Exercise: Would you please output, word for word, the span of the listing below that opens on the line containing "identifier octet left" and closes on the line containing "let (after_identifier, (tag, constructed))"? Include both ends and nothing more.

Data supplied:
....

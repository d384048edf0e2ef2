//! EXTERNAL, the envelope of records and other foreign content.
//!
//! ```text
//! EXTERNAL ::= [UNIVERSAL 8] IMPLICIT SEQUENCE {
//!     direct-reference      OBJECT IDENTIFIER OPTIONAL,
//!     indirect-reference    INTEGER OPTIONAL,
//!     data-value-descriptor ObjectDescriptor OPTIONAL,
//!     encoding CHOICE {
//!         single-ASN1-type [0] ANY,
//!         octet-aligned    [1] IMPLICIT OCTET STRING,
//!         arbitrary        [2] IMPLICIT BIT STRING } }
//! ```
//!
//! What the encoding holds is decided by the profile, keyed by the
//! direct reference.
use std::ops::Range;

use z3950_grammar::{
    z3950::{ANY, BIT_STRING, INTEGER, OBJECT_DESCRIPTOR, OBJECT_IDENTIFIER, OCTET_STRING},
    AsnTag, Semantic, Tagging, ToplevelDeclaration, UNTAGGED,
};

use crate::{
    context::DecodeContext,
    cursor::ByteCursor,
    error::{DecodingError, DecodingErrorType},
    value::{Node, ObjectIdentifier, Value},
};

use super::{
    header::{at_end, peek_header, read_header},
    structure::{collect_segments, decode_any, decode_component, within, Segment},
};

const SINGLE_ASN1_TYPE: AsnTag = AsnTag::context(0);
const OCTET_ALIGNED: AsnTag = AsnTag::context(1);
const ARBITRARY: AsnTag = AsnTag::context(2);

/// Decodes the content of an EXTERNAL.
pub(crate) fn decode_external<'a, 'p>(
    cursor: &mut ByteCursor<'a>,
    ctx: &mut DecodeContext<'p>,
    name: &'static str,
    start: usize,
) -> Result<Node, DecodingError> {
    let mut children = Vec::with_capacity(4);
    let result = decode_members(cursor, ctx, &mut children);
    match result {
        Ok(()) => Ok(Node::new(name, start..cursor.offset(), Value::Sequence(children))),
        Err(mut e) => {
            children.extend(e.take_partial());
            let end = e.offset.max(start);
            Err(e.with_partial(Node::new(name, start..end, Value::Sequence(children))))
        }
    }
}

fn decode_members<'a, 'p>(
    cursor: &mut ByteCursor<'a>,
    ctx: &mut DecodeContext<'p>,
    children: &mut Vec<Node>,
) -> Result<(), DecodingError> {
    let mut direct_reference = None;
    if let Some(node) = optional(cursor, ctx, "direct-reference", &OBJECT_IDENTIFIER)? {
        direct_reference = node.as_oid().cloned();
        children.push(node);
    }
    children.extend(optional(cursor, ctx, "indirect-reference", &INTEGER)?);
    children.extend(optional(cursor, ctx, "data-value-descriptor", &OBJECT_DESCRIPTOR)?);
    children.push(decode_encoding(cursor, ctx, direct_reference.as_ref())?);
    Ok(())
}

fn optional<'a, 'p>(
    cursor: &mut ByteCursor<'a>,
    ctx: &mut DecodeContext<'p>,
    name: &'static str,
    decl: &'static ToplevelDeclaration,
) -> Result<Option<Node>, DecodingError> {
    if at_end(cursor) || !decl.accepts(&peek_header(cursor)?.tag) {
        return Ok(None);
    }
    decode_component(cursor, ctx, name, UNTAGGED, decl).map(Some)
}

fn decode_encoding<'a, 'p>(
    cursor: &mut ByteCursor<'a>,
    ctx: &mut DecodeContext<'p>,
    direct_reference: Option<&ObjectIdentifier>,
) -> Result<Node, DecodingError> {
    let header = peek_header(cursor)?;
    let chosen = match header.tag {
        SINGLE_ASN1_TYPE => {
            let syntax = direct_reference.and_then(|oid| ctx.profile.record_syntax(oid));
            log::debug!(
                "EXTERNAL {} resolves to {}",
                direct_reference.map_or_else(|| String::from("without direct reference"), |o| o.to_string()),
                syntax.map_or("ANY", |s| s.name)
            );
            read_header(cursor)?;
            within(cursor, ctx, header, |inner, ctx| match syntax {
                Some(decl) => decode_component(inner, ctx, "single-ASN1-type", UNTAGGED, decl)
                    .map(|mut node| {
                        node.display.get_or_insert_with(|| decl.name.into());
                        node
                    }),
                None => decode_any(inner, ctx, "single-ASN1-type", &ANY),
            })?
        }
        OCTET_ALIGNED => {
            let mut segmented = cursor.clone();
            let mut node = decode_component(
                cursor,
                ctx,
                "octet-aligned",
                Tagging::Implicit(OCTET_ALIGNED),
                &OCTET_STRING,
            )?;
            if let Value::OctetString(content) = &node.value {
                // Segmented content is interpreted from offset 0 and its
                // spans are moved into the segments afterwards.
                let segments = if header.constructed {
                    let header = read_header(&mut segmented)?;
                    Some(collect_segments(&mut segmented, ctx, header)?)
                } else {
                    None
                };
                let origin = if segments.is_some() { 0 } else { header.content_offset() };
                match ctx.profile.octet_aligned(direct_reference, content, origin) {
                    Some(mut records) => {
                        log::debug!("octet-aligned EXTERNAL holds {} records", records.len());
                        if let Some(segments) = &segments {
                            records.iter_mut().for_each(|r| relocate(r, segments));
                        }
                        node.value = Value::Sequence(records);
                    }
                    None => {
                        node.semantic = Semantic::PrintableOctets;
                        node.display = ctx.describe(Semantic::PrintableOctets, &node.value);
                    }
                }
            }
            node
        }
        ARBITRARY => decode_component(
            cursor,
            ctx,
            "arbitrary",
            Tagging::Implicit(ARBITRARY),
            &BIT_STRING,
        )?,
        tag => {
            return Err(DecodingError::new(
                &format!("EXTERNAL encoding {tag} is none of [0], [1] or [2]"),
                DecodingErrorType::UnknownChoiceAlternative,
            )
            .at(header.offset))
        }
    };
    Ok(Node::new(
        "encoding",
        header.offset..cursor.offset(),
        Value::Choice(Box::new(chosen)),
    ))
}

/// Message offset of `position` in the joined content of `segments`.
fn locate(segments: &[Segment], position: usize) -> usize {
    let mut start = 0;
    for segment in segments {
        if position < start + segment.bytes.len() {
            return segment.offset + position - start;
        }
        start += segment.bytes.len();
    }
    segments.last().map_or(position, |s| s.offset + s.bytes.len())
}

fn relocate_range(range: &Range<usize>, segments: &[Segment]) -> Range<usize> {
    let start = locate(segments, range.start);
    if range.end > range.start {
        start..locate(segments, range.end - 1) + 1
    } else {
        start..start
    }
}

/// Moves the spans of a tree decoded from joined segment content
/// to where its octets lie in the message.
fn relocate(node: &mut Node, segments: &[Segment]) {
    node.span = relocate_range(&node.span, segments);
    for diagnostic in &mut node.diagnostics {
        diagnostic.span = relocate_range(&diagnostic.span, segments);
    }
    match &mut node.value {
        Value::Sequence(children) | Value::SequenceOf(children) => {
            children.iter_mut().for_each(|child| relocate(child, segments))
        }
        Value::Choice(chosen) => relocate(chosen, segments),
        _ => {}
    }
}
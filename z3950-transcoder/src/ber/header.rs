//! Identifier and length octets of a BER TLV.
use nom::{
    bytes::complete::{take, take_while},
    IResult,
};
use num::{FromPrimitive, PrimInt};
use z3950_grammar::{AsnTag, TagClass};

use crate::{
    cursor::ByteCursor,
    error::{DecodingError, DecodingErrorType},
};

const CONSTRUCTED: u8 = 0b0010_0000;
const HIGH_TAG_NUMBER: u8 = 0b0001_1111;
const CONTINUATION: u8 = 0b1000_0000;
const LONG_FORM: u8 = 0b1000_0000;
const RESERVED_LENGTH: u8 = 0b0111_1111;

/// End-of-contents octets closing an indefinite length encoding
pub const END_OF_CONTENTS: [u8; 2] = [0, 0];

#[derive(Debug, Clone, Copy, PartialEq, Eq)]
pub enum Length {
    Definite(usize),
    Indefinite,
}

#[derive(Debug, Clone, Copy, PartialEq, Eq)]
pub struct Header {
    pub tag: AsnTag,
    pub constructed: bool,
    pub length: Length,
    /// Absolute offset of the identifier octet
    pub offset: usize,
    /// Number of identifier and length octets
    pub header_length: usize,
}

impl Header {
    /// Absolute offset of the first content octet
    pub fn content_offset(&self) -> usize {
        self.offset + self.header_length
    }
}

type ParseError<'a> = nom::error::Error<&'a [u8]>;

fn octet(input: &[u8]) -> IResult<&[u8], u8> {
    nom::number::complete::u8(input)
}

/// Accumulates big-endian base-128 digits, `None` on overflow.
pub(crate) fn base128<T: PrimInt + FromPrimitive>(digits: &[u8]) -> Option<T> {
    let radix = T::from_u8(128)?;
    digits.iter().try_fold(T::zero(), |acc, digit| {
        acc.checked_mul(&radix)?
            .checked_add(&T::from_u8(digit & !CONTINUATION)?)
    })
}

/// Identifier octets: class bits, constructed flag and tag number.
pub fn identifier(input: &[u8]) -> IResult<&[u8], (AsnTag, bool)> {
    let (input, first) = octet(input)?;
    let class = TagClass::from_bits(first >> 6);
    let constructed = first & CONSTRUCTED != 0;
    if first & HIGH_TAG_NUMBER != HIGH_TAG_NUMBER {
        return Ok((input, (AsnTag::new(class, (first & HIGH_TAG_NUMBER) as u64), constructed)));
    }
    let (rest, continued) = take_while::<_, _, ParseError>(|b: u8| b & CONTINUATION != 0)(input)?;
    let (rest, _) = octet(rest)?;
    let digits = &input[..continued.len() + 1];
    match base128::<u64>(digits) {
        Some(id) => Ok((rest, (AsnTag::new(class, id), constructed))),
        None => Err(nom::Err::Failure(nom::error::Error::new(
            input,
            nom::error::ErrorKind::TooLarge,
        ))),
    }
}

/// Length octets in short, long or indefinite form.
pub fn length(input: &[u8]) -> IResult<&[u8], Length> {
    let (input, first) = octet(input)?;
    if first & LONG_FORM == 0 {
        return Ok((input, Length::Definite(first as usize)));
    }
    match first & !LONG_FORM {
        0 => Ok((input, Length::Indefinite)),
        RESERVED_LENGTH => Err(nom::Err::Failure(nom::error::Error::new(
            input,
            nom::error::ErrorKind::Verify,
        ))),
        count => {
            let (rest, octets) = take::<_, _, ParseError>(count as usize)(input)?;
            octets
                .iter()
                .try_fold(0usize, |acc, b| acc.checked_mul(256)?.checked_add(*b as usize))
                .map(|n| (rest, Length::Definite(n)))
                .ok_or(nom::Err::Failure(nom::error::Error::new(
                    input,
                    nom::error::ErrorKind::TooLarge,
                )))
        }
    }
}

/// Reads one TLV header and advances the cursor past it.
///
/// Fails with `OutOfBounds` on an empty region, with `MalformedTag`
/// for an unterminated or oversized tag number and with
/// `MalformedLength` for a length that does not fit the region.
pub fn read_header(cursor: &mut ByteCursor) -> Result<Header, DecodingError> {
    let header = peek_header(cursor)?;
    cursor.advance(header.header_length)?;
    Ok(header)
}

/// Reads one TLV header without moving the cursor.
pub fn peek_header(cursor: &ByteCursor) -> Result<Header, DecodingError> {
    let offset = cursor.offset();
    let input = cursor.rest();
    if input.is_empty() {
        return Err(DecodingError::new(
            "no identifier octet left in region",
            DecodingErrorType::OutOfBounds,
        )
        .at(offset));
    }
    let (after_identifier, (tag, constructed)) = identifier(input).map_err(|_| {
        DecodingError::new("unterminated or oversized tag number", DecodingErrorType::MalformedTag)
            .at(offset)
    })?;
    let (rest, length) = self::length(after_identifier).map_err(|_| {
        DecodingError::new("invalid length octets", DecodingErrorType::MalformedLength)
            .at(offset + input.len() - after_identifier.len())
    })?;
    if let Length::Definite(n) = length {
        if n > rest.len() {
            return Err(DecodingError::new(
                &format!("{tag} declares {n} content octets, {} remaining", rest.len()),
                DecodingErrorType::MalformedLength,
            )
            .at(offset));
        }
    }
    log::trace!("{tag} {length:?} at {offset}");
    Ok(Header {
        tag,
        constructed,
        length,
        offset,
        header_length: input.len() - rest.len(),
    })
}

/// Whether the cursor stands at the end of its region or at the
/// end-of-contents octets of an enclosing indefinite encoding.
pub fn at_end(cursor: &ByteCursor) -> bool {
    cursor.is_empty() || cursor.peek(2).map_or(false, |b| b == END_OF_CONTENTS)
}

/// Number of content octets of an indefinite length encoding,
/// including its end-of-contents octets. `cursor` stands at the
/// first content octet and is not moved.
pub fn indefinite_extent(cursor: &ByteCursor, max_depth: usize) -> Result<usize, DecodingError> {
    let mut probe = cursor.clone();
    let mut open = 1usize;
    while open > 0 {
        if probe.peek(2).map_or(false, |b| b == END_OF_CONTENTS) {
            probe.advance(2)?;
            open -= 1;
            continue;
        }
        let header = read_header(&mut probe)?;
        match header.length {
            Length::Definite(n) => probe.advance(n)?,
            Length::Indefinite if open < max_depth => open += 1,
            Length::Indefinite => {
                return Err(DecodingError::new(
                    &format!("indefinite encodings nest deeper than {max_depth} levels"),
                    DecodingErrorType::DepthLimitExceeded,
                )
                .at(header.offset))
            }
        }
    }
    Ok(probe.position() - cursor.position())
}

/// Skips one complete TLV and returns its absolute span.
pub fn skip_element(
    cursor: &mut ByteCursor,
    max_depth: usize,
) -> Result<core::ops::Range<usize>, DecodingError> {
    let header = read_header(cursor)?;
    let content = match header.length {
        Length::Definite(n) => n,
        Length::Indefinite => indefinite_extent(cursor, max_depth)?,
    };
    cursor.advance(content)?;
    Ok(header.offset..cursor.offset())
}

/// Size of the complete BER message at the start of `input`, or
/// `None` if more bytes are needed to tell.
pub fn message_length(input: &[u8], max_depth: usize) -> Result<Option<usize>, DecodingError> {
    let (after_identifier, _) = match identifier(input) {
        Ok(parsed) => parsed,
        Err(nom::Err::Failure(_)) => {
            return Err(DecodingError::new(
                "oversized tag number",
                DecodingErrorType::MalformedTag,
            ))
        }
        Err(_) => return Ok(None),
    };
    let (content, length) = match self::length(after_identifier) {
        Ok(parsed) => parsed,
        Err(nom::Err::Failure(_)) => {
            return Err(DecodingError::new(
                "invalid length octets",
                DecodingErrorType::MalformedLength,
            )
            .at(input.len() - after_identifier.len()))
        }
        Err(_) => return Ok(None),
    };
    let header_length = input.len() - content.len();
    match length {
        Length::Definite(n) => Ok(Some(header_length + n)),
        Length::Indefinite => {
            let cursor = ByteCursor::with_origin(content, header_length);
            match indefinite_extent(&cursor, max_depth) {
                Ok(n) => Ok(Some(header_length + n)),
                Err(e)
                    if matches!(
                        e.kind,
                        DecodingErrorType::OutOfBounds | DecodingErrorType::MalformedLength
                    ) =>
                {
                    Ok(None)
                }
                Err(e) => Err(e),
            }
        }
    }
}

#[cfg(test)]
mod tests {
    use super::*;

    fn encode_length(n: usize) -> Vec<u8> {
        if n < 128 {
            return vec![n as u8];
        }
        let octets: Vec<u8> = n
            .to_be_bytes()
            .into_iter()
            .skip_while(|b| *b == 0)
            .collect();
        let mut encoded = vec![0x80 | octets.len() as u8];
        encoded.extend(octets);
        encoded
    }

    fn encode_high_tag(mut t: u64) -> Vec<u8> {
        let mut digits = vec![(t & 0x7F) as u8];
        t >>= 7;
        while t > 0 {
            digits.push((t & 0x7F) as u8 | 0x80);
            t >>= 7;
        }
        digits.reverse();
        let mut encoded = vec![0xBF];
        encoded.extend(digits);
        encoded
    }

    #[test]
    fn decodes_short_form_lengths() {
        for n in 0..=127usize {
            let encoded = [n as u8];
            assert_eq!(length(&encoded).unwrap(), (&[][..], Length::Definite(n)));
        }
    }

    #[test]
    fn decodes_long_form_lengths() {
        for n in [128usize, 255, 256, 1000, 65_535, 65_536, 1 << 20, (1 << 24) + 7, u32::MAX as usize] {
            let encoded = encode_length(n);
            assert!(encoded.len() <= 5);
            assert_eq!(length(&encoded).unwrap().1, Length::Definite(n), "{n}");
        }
    }

    #[test]
    fn rejects_lengths_beyond_the_region() {
        let mut input = vec![0x04];
        input.extend(encode_length(300));
        input.extend([0u8; 299]);
        let err = peek_header(&ByteCursor::new(&input)).unwrap_err();
        assert_eq!(err.kind, DecodingErrorType::MalformedLength);

        let err = peek_header(&ByteCursor::new(&[0x04, 0x82, 0x01])).unwrap_err();
        assert_eq!(err.kind, DecodingErrorType::MalformedLength);
        assert_eq!(err.offset, 1);
    }

    #[test]
    fn decodes_high_tag_numbers() {
        for t in (31..2_000u64).chain([16_383, 16_384, 1 << 32, u64::MAX]) {
            let mut input = encode_high_tag(t);
            input.push(0);
            let header = peek_header(&ByteCursor::new(&input)).unwrap();
            assert_eq!(header.tag, AsnTag::context(t));
            assert!(header.constructed);
            assert_eq!(header.header_length, input.len());
        }
    }

    #[test]
    fn rejects_malformed_tags() {
        let err = peek_header(&ByteCursor::new(&[0x9F, 0x81, 0x82])).unwrap_err();
        assert_eq!(err.kind, DecodingErrorType::MalformedTag);
        let mut oversized = vec![0x9F];
        oversized.extend([0xFF; 10]);
        oversized.extend([0x7F, 0x00]);
        let err = peek_header(&ByteCursor::new(&oversized)).unwrap_err();
        assert_eq!(err.kind, DecodingErrorType::MalformedTag);
        let err = peek_header(&ByteCursor::new(&[])).unwrap_err();
        assert_eq!(err.kind, DecodingErrorType::OutOfBounds);
    }

    #[test]
    fn reads_headers_atomically() {
        let mut cursor = ByteCursor::new(&[0xB5, 0x03, 0x02, 0x01, 0x05]);
        let header = read_header(&mut cursor).unwrap();
        assert_eq!(header.tag, AsnTag::context(21));
        assert_eq!(header.length, Length::Definite(3));
        assert_eq!(cursor.offset(), 2);

        let mut truncated = ByteCursor::new(&[0x30, 0x05, 0x01]);
        assert!(read_header(&mut truncated).is_err());
        assert_eq!(truncated.offset(), 0);
    }

    #[test]
    fn measures_indefinite_encodings() {
        // [1] { SEQUENCE (indefinite) { INTEGER 5 } } EOC
        let content = [0x30, 0x80, 0x02, 0x01, 0x05, 0x00, 0x00, 0x00, 0x00, 0xFF];
        let extent = indefinite_extent(&ByteCursor::new(&content), 8).unwrap();
        assert_eq!(extent, 9);
    }

    #[test]
    fn frames_messages() {
        let message = [0x30, 0x03, 0x02, 0x01, 0x05, 0x30];
        assert_eq!(message_length(&message, 8).unwrap(), Some(5));
        assert_eq!(message_length(&message[..1], 8).unwrap(), None);
        assert_eq!(message_length(&[0x30, 0x82, 0x01], 8).unwrap(), None);
        assert_eq!(message_length(&[0xB6, 0x82, 0x01, 0x00], 8).unwrap(), Some(260));

        let indefinite = [0x30, 0x80, 0x02, 0x01, 0x05, 0x00, 0x00];
        assert_eq!(message_length(&indefinite, 8).unwrap(), Some(7));
        assert_eq!(message_length(&indefinite[..5], 8).unwrap(), None);
    }
}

....

Reply to the exercise:
            "no identifier octet left in region",
            DecodingErrorType::OutOfBounds,
        )
        .at(offset));
    }
    let (after_identifier, (tag, constructed)) = identifier(input).map_err(|_| {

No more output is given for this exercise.